House debates

Wednesday, 29 October 2014

Bills

Omnibus Repeal Day (Spring 2014) Bill 2014, Amending Acts 1970 to 1979 Repeal Bill 2014, Statute Law Revision Bill (No. 2) 2014; Second Reading

12:18 pm

Photo of Michelle RowlandMichelle Rowland (Greenway, Australian Labor Party, Shadow Assistant Minister for Communications) Share this | Hansard source

I do not know why the member for Ryan is in here crowing about the Omnibus Repeal Day (Spring 2014) Bill 2014 and its related bills. I was not going to respond to her comments, but since she made some insensitive car crash analogies, I think it is appropriate to remind her about the extra $5.1 million in compliance costs for business that this government has just added with its new petrol tax arrangements.
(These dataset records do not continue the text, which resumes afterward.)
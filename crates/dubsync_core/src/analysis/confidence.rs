//! Chunk confidence scoring.
//!
//! Combines the correlation quality of an [`OffsetEstimate`] with content
//! classification and feature similarity into one bounded ensemble score
//! and a [`QualityLabel`].

use serde::{Deserialize, Serialize};

use super::classify::{ContentClassification, WeightHints};
use super::features::ChunkFeatures;
use super::types::OffsetEstimate;
use crate::models::QualityLabel;

/// Prominence (in standard deviations) that maps to full base confidence.
const PROMINENCE_SCALE: f64 = 12.0;
/// Onsets within this many frames count as matched.
const ONSET_MATCH_TOLERANCE: i64 = 2;

/// Individual factors behind an ensemble confidence.
#[derive(Debug, Clone, Copy, PartialEq, Serialize, Deserialize)]
pub struct ConfidenceBreakdown {
    pub base: f64,
    pub content_factor: f64,
    pub signal_quality_factor: f64,
    pub temporal_factor: f64,
    /// Product of the factors, clamped to 0..1.
    pub ensemble: f64,
    pub quality: QualityLabel,
}

/// Score one chunk measurement.
pub fn score_chunk(
    estimate: &OffsetEstimate,
    master_class: &ContentClassification,
    dub_class: &ContentClassification,
    similarity: f64,
) -> ConfidenceBreakdown {
    let base = (estimate.peak_prominence / PROMINENCE_SCALE).clamp(0.0, 1.0);

    let content_factor = if master_class.is_silence() || dub_class.is_silence() {
        0.5
    } else if master_class.content_type != dub_class.content_type {
        0.8
    } else {
        1.0
    };

    let peak = estimate.correlation_peak;
    let mut signal_quality_factor = if similarity < 0.3 && (0.3..=0.7).contains(&peak) {
        0.7
    } else if peak > 0.9 {
        1.1
    } else {
        1.0
    };
    if estimate.phase_coherence.is_some_and(|c| c < 0.05) {
        signal_quality_factor *= 0.9;
    }

    let temporal_factor = 0.5 + 0.5 * estimate.overlap_fraction.clamp(0.0, 1.0);

    let ensemble =
        (base * content_factor * signal_quality_factor * temporal_factor).clamp(0.0, 1.0);
    let both_silent = master_class.is_silence() && dub_class.is_silence();

    ConfidenceBreakdown {
        base,
        content_factor,
        signal_quality_factor,
        temporal_factor,
        ensemble,
        quality: quality_label(ensemble, similarity, both_silent),
    }
}

/// Map ensemble confidence and similarity to a quality label.
pub fn quality_label(ensemble: f64, similarity: f64, both_silent: bool) -> QualityLabel {
    if both_silent {
        QualityLabel::Skipped
    } else if ensemble >= 0.8 && similarity >= 0.7 {
        QualityLabel::Excellent
    } else if ensemble >= 0.6 && similarity >= 0.5 {
        QualityLabel::Good
    } else if ensemble >= 0.4 {
        QualityLabel::Fair
    } else {
        QualityLabel::Poor
    }
}

/// Weight-hint-weighted mean of the available feature similarities.
///
/// `lag_frames` aligns the dub onsets onto the master before matching.
/// Returns 0 when no feature pair is available.
pub fn feature_similarity(
    master: &ChunkFeatures,
    dub: &ChunkFeatures,
    hints: &WeightHints,
    lag_frames: i64,
) -> f64 {
    let parts = [
        (mfcc_similarity(master, dub), hints.mfcc),
        (onset_similarity(master, dub, lag_frames), hints.onset),
        (mel_similarity(master, dub), hints.spectral),
    ];

    let (sum, weight) = parts
        .iter()
        .filter_map(|(sim, w)| sim.map(|s| (s * w, *w)))
        .fold((0.0, 0.0), |(s, w), (sv, wv)| (s + sv, w + wv));

    if weight <= 0.0 {
        0.0
    } else {
        (sum / weight).clamp(0.0, 1.0)
    }
}

/// Cosine of the mean MFCC vectors.
fn mfcc_similarity(master: &ChunkFeatures, dub: &ChunkFeatures) -> Option<f64> {
    let a = mean_vector(master.mfcc.as_deref()?)?;
    let b = mean_vector(dub.mfcc.as_deref()?)?;
    cosine(&a, &b).map(|c| c.max(0.0))
}

/// Cosine of the mean-centered log-mel band energies.
fn mel_similarity(master: &ChunkFeatures, dub: &ChunkFeatures) -> Option<f64> {
    let a = centered(master.mel_energies.as_deref()?);
    let b = centered(dub.mel_energies.as_deref()?);
    cosine(&a, &b).map(|c| c.max(0.0))
}

/// Share of onsets that find a partner after shifting the dub by `lag_frames`.
fn onset_similarity(master: &ChunkFeatures, dub: &ChunkFeatures, lag_frames: i64) -> Option<f64> {
    let m = master.onset_frames.as_deref()?;
    let d = dub.onset_frames.as_deref()?;
    if m.is_empty() && d.is_empty() {
        return None;
    }
    let denom = m.len().max(d.len());
    let matched = m
        .iter()
        .filter(|&&mf| {
            d.iter()
                .any(|&df| (df as i64 - lag_frames - mf as i64).abs() <= ONSET_MATCH_TOLERANCE)
        })
        .count();
    Some(matched as f64 / denom as f64)
}

fn mean_vector(frames: &[Vec<f64>]) -> Option<Vec<f64>> {
    let width = frames.first()?.len();
    let n = frames.len() as f64;
    Some(
        (0..width)
            .map(|k| frames.iter().map(|f| f[k]).sum::<f64>() / n)
            .collect(),
    )
}

fn centered(values: &[f64]) -> Vec<f64> {
    let mean = values.iter().sum::<f64>() / values.len().max(1) as f64;
    values.iter().map(|v| v - mean).collect()
}

fn cosine(a: &[f64], b: &[f64]) -> Option<f64> {
    if a.len() != b.len() || a.is_empty() {
        return None;
    }
    let dot: f64 = a.iter().zip(b).map(|(x, y)| x * y).sum();
    let na = a.iter().map(|x| x * x).sum::<f64>().sqrt();
    let nb = b.iter().map(|x| x * x).sum::<f64>().sqrt();
    if na <= 1e-12 || nb <= 1e-12 {
        return None;
    }
    Some(dot / (na * nb))
}

#[cfg(test)]
mod tests {
    use super::*;
    use crate::analysis::features::FeatureExtractor;
    use crate::analysis::test_support::{bursty_noise, noise};
    use crate::analysis::types::AudioWindow;
    use crate::models::{ContentType, OffsetMethod};

    fn class(content_type: ContentType) -> ContentClassification {
        ContentClassification {
            content_type,
            confidence: 1.0,
            weight_hints: WeightHints::for_type(content_type),
        }
    }

    fn estimate(prominence: f64, peak: f64) -> OffsetEstimate {
        let mut e = OffsetEstimate::new(OffsetMethod::RawCorrelation, 0, 8000, peak, 1.0)
            .with_phase_coherence(0.8);
        e.peak_prominence = prominence;
        e.overlap_fraction = 1.0;
        e
    }

    #[test]
    fn strong_match_is_excellent() {
        let s = score_chunk(
            &estimate(40.0, 0.95),
            &class(ContentType::Dialogue),
            &class(ContentType::Dialogue),
            0.9,
        );
        assert_eq!(s.base, 1.0);
        assert_eq!(s.signal_quality_factor, 1.1);
        assert_eq!(s.ensemble, 1.0, "ensemble is clamped to 1");
        assert_eq!(s.quality, QualityLabel::Excellent);
    }

    #[test]
    fn silence_halves_confidence() {
        let s = score_chunk(
            &estimate(12.0, 0.8),
            &class(ContentType::Silence),
            &class(ContentType::Music),
            0.8,
        );
        assert_eq!(s.content_factor, 0.5);
        assert!((s.ensemble - 0.5).abs() < 1e-12);
        assert_eq!(s.quality, QualityLabel::Fair);
    }

    #[test]
    fn both_silent_is_skipped() {
        let s = score_chunk(
            &estimate(12.0, 0.8),
            &class(ContentType::Silence),
            &class(ContentType::Silence),
            0.8,
        );
        assert_eq!(s.quality, QualityLabel::Skipped);
    }

    #[test]
    fn weak_peak_with_low_similarity_is_penalized() {
        let mut e = estimate(12.0, 0.5);
        e.phase_coherence = Some(0.01);
        let s = score_chunk(&e, &class(ContentType::Music), &class(ContentType::Dialogue), 0.1);
        assert!((s.signal_quality_factor - 0.63).abs() < 1e-12);
        assert_eq!(s.content_factor, 0.8);
        assert!((s.ensemble - 0.504).abs() < 1e-9);
    }

    #[test]
    fn temporal_factor_tracks_overlap() {
        let mut e = estimate(12.0, 0.8);
        e.overlap_fraction = 0.5;
        let s = score_chunk(&e, &class(ContentType::Music), &class(ContentType::Music), 0.8);
        assert!((s.temporal_factor - 0.75).abs() < 1e-12);
    }

    #[test]
    fn label_thresholds() {
        assert_eq!(quality_label(0.8, 0.7, false), QualityLabel::Excellent);
        assert_eq!(quality_label(0.8, 0.6, false), QualityLabel::Good);
        assert_eq!(quality_label(0.6, 0.4, false), QualityLabel::Fair);
        assert_eq!(quality_label(0.39, 0.9, false), QualityLabel::Poor);
    }

    #[test]
    fn same_content_is_more_similar_than_unrelated() {
        let extractor = FeatureExtractor::new(8000);
        let a = bursty_noise(16000, 8000, 1);
        let b = noise(16000, 99, 0.05);
        let fa = extractor.extract(&AudioWindow::from_slice(&a, 8000));
        let fb = extractor.extract(&AudioWindow::from_slice(&b, 8000));
        let hints = WeightHints::default();

        let same = feature_similarity(&fa, &fa, &hints, 0);
        let different = feature_similarity(&fa, &fb, &hints, 0);
        assert!((same - 1.0).abs() < 1e-9, "self similarity was {}", same);
        assert!(different < same);
    }

    #[test]
    fn no_features_means_zero_similarity() {
        let empty = ChunkFeatures::default();
        assert_eq!(feature_similarity(&empty, &empty, &WeightHints::default(), 0), 0.0);
    }
}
These are the small businesses—the franchisees—for whom the coalition claim to be reducing red tape. They have now imposed extra red tape on every service station in my electorate. My electorate is located in Western Sydney where, contrary to the Treasurer's understanding, we rely on cars—all of us. In some suburbs where public transport is at a premium or nonexistent, there are households with two cars in the double garage and two more on the driveway. If I were the member for Ryan, I would not come in here and crow about this bill when her government has today added to the compliance costs of hundreds of small businesses and franchisees, including those in her own electorate.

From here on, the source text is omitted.